*AIM OF THE TASK:*
Go through the entries, filter for the word "impl", and copy every line that has it.

*Stored data entries:*
------------------------------------------------
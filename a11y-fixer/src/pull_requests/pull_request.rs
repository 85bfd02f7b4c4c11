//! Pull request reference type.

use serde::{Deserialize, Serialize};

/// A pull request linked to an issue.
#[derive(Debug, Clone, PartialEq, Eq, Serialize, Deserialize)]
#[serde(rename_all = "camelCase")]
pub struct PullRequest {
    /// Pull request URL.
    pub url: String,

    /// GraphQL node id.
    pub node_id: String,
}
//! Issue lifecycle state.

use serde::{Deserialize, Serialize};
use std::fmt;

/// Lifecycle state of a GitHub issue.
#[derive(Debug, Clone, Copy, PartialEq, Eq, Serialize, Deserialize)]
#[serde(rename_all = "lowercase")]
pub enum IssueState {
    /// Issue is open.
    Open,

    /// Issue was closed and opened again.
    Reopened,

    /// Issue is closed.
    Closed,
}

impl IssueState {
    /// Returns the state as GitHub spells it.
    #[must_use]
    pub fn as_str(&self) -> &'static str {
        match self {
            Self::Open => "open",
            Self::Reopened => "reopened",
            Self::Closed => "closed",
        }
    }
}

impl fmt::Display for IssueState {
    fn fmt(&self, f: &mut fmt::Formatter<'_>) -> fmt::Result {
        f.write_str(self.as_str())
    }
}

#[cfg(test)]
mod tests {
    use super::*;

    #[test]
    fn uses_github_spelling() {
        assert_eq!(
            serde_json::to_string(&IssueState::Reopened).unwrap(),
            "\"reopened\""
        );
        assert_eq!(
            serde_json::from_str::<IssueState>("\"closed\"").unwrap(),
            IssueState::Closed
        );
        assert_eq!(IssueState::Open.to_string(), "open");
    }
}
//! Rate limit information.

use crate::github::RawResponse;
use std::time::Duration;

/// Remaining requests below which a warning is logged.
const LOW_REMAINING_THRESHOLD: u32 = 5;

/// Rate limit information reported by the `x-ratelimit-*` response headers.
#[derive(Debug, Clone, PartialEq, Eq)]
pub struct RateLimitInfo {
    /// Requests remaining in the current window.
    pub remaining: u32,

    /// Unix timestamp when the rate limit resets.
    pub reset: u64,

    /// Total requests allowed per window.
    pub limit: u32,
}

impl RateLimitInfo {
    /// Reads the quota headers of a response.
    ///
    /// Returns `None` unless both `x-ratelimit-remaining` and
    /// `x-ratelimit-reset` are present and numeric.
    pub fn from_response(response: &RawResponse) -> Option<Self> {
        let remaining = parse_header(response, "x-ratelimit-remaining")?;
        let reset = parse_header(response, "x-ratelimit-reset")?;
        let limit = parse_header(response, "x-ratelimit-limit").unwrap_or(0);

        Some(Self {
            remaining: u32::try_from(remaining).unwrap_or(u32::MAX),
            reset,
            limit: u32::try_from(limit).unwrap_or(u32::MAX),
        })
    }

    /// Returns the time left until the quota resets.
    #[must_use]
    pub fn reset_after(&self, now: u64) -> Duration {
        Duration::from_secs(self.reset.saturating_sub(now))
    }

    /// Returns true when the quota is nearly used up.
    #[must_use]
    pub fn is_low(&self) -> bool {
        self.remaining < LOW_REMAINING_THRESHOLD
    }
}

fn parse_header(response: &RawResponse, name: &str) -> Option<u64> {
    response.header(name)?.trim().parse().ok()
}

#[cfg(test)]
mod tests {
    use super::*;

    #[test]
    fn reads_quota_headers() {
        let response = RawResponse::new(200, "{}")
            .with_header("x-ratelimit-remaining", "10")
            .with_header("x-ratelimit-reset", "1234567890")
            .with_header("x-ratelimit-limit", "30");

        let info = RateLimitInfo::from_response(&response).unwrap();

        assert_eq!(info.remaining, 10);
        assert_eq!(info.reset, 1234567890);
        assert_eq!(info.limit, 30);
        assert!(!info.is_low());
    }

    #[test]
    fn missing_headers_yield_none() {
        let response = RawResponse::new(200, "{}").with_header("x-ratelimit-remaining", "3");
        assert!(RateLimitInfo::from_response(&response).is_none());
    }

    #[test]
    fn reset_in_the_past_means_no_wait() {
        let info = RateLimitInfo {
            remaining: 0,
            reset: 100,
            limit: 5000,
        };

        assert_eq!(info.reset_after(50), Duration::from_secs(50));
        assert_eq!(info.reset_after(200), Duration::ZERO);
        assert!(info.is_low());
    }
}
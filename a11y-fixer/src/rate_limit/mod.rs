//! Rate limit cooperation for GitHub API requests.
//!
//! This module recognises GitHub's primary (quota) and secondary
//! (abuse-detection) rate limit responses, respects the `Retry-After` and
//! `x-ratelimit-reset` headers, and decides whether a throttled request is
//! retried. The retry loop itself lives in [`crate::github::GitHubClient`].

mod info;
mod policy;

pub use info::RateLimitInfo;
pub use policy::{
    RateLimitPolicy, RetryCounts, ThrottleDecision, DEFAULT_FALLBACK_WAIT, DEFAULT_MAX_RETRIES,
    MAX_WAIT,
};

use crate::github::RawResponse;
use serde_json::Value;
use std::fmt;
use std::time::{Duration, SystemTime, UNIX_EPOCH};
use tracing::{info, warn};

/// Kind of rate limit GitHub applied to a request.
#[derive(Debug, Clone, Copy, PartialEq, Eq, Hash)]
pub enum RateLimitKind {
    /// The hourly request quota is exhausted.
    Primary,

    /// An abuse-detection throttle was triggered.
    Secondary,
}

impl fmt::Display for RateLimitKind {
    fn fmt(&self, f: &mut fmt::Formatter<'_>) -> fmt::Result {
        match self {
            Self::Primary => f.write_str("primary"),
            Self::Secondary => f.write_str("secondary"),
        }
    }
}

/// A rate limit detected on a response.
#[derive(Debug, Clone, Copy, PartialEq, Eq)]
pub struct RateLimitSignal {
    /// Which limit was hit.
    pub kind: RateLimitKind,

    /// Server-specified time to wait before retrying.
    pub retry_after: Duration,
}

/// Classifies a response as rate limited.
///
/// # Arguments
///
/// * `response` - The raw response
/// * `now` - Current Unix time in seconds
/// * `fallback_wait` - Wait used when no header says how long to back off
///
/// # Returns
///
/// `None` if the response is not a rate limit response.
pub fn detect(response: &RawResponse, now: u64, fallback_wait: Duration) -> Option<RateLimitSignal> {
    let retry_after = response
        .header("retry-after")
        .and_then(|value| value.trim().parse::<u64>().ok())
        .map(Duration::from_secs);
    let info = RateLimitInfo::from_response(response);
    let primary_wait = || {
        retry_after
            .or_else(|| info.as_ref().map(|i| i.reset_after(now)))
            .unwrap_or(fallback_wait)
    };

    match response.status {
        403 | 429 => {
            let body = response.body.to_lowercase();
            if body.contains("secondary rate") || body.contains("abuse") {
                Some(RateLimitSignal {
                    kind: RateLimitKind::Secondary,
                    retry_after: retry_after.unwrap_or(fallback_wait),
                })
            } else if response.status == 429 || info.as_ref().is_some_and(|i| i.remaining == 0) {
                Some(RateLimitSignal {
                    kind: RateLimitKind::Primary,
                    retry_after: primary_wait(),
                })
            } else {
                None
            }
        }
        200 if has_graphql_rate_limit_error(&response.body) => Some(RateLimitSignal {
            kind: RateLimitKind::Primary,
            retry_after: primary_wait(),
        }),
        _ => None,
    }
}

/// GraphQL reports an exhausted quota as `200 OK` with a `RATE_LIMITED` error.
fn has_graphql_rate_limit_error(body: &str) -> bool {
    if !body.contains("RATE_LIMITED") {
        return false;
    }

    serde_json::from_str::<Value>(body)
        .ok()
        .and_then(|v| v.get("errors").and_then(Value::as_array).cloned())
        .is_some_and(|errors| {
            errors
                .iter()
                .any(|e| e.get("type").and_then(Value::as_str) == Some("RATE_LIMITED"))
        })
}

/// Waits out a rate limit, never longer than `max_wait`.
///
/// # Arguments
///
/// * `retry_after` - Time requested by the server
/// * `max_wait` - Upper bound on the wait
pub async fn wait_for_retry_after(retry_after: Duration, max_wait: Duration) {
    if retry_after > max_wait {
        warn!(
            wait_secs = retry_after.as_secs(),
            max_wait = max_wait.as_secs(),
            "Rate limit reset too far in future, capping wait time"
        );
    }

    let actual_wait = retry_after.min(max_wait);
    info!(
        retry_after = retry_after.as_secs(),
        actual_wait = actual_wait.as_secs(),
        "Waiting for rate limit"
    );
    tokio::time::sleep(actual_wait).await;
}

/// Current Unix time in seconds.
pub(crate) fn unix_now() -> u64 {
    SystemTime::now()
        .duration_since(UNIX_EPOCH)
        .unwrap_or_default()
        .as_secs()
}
------------------------------------------------
*ANSWER SPACE:*
impl IssueState {
impl fmt::Display for IssueState {
impl RateLimitInfo {
impl fmt::Display for RateLimitKind {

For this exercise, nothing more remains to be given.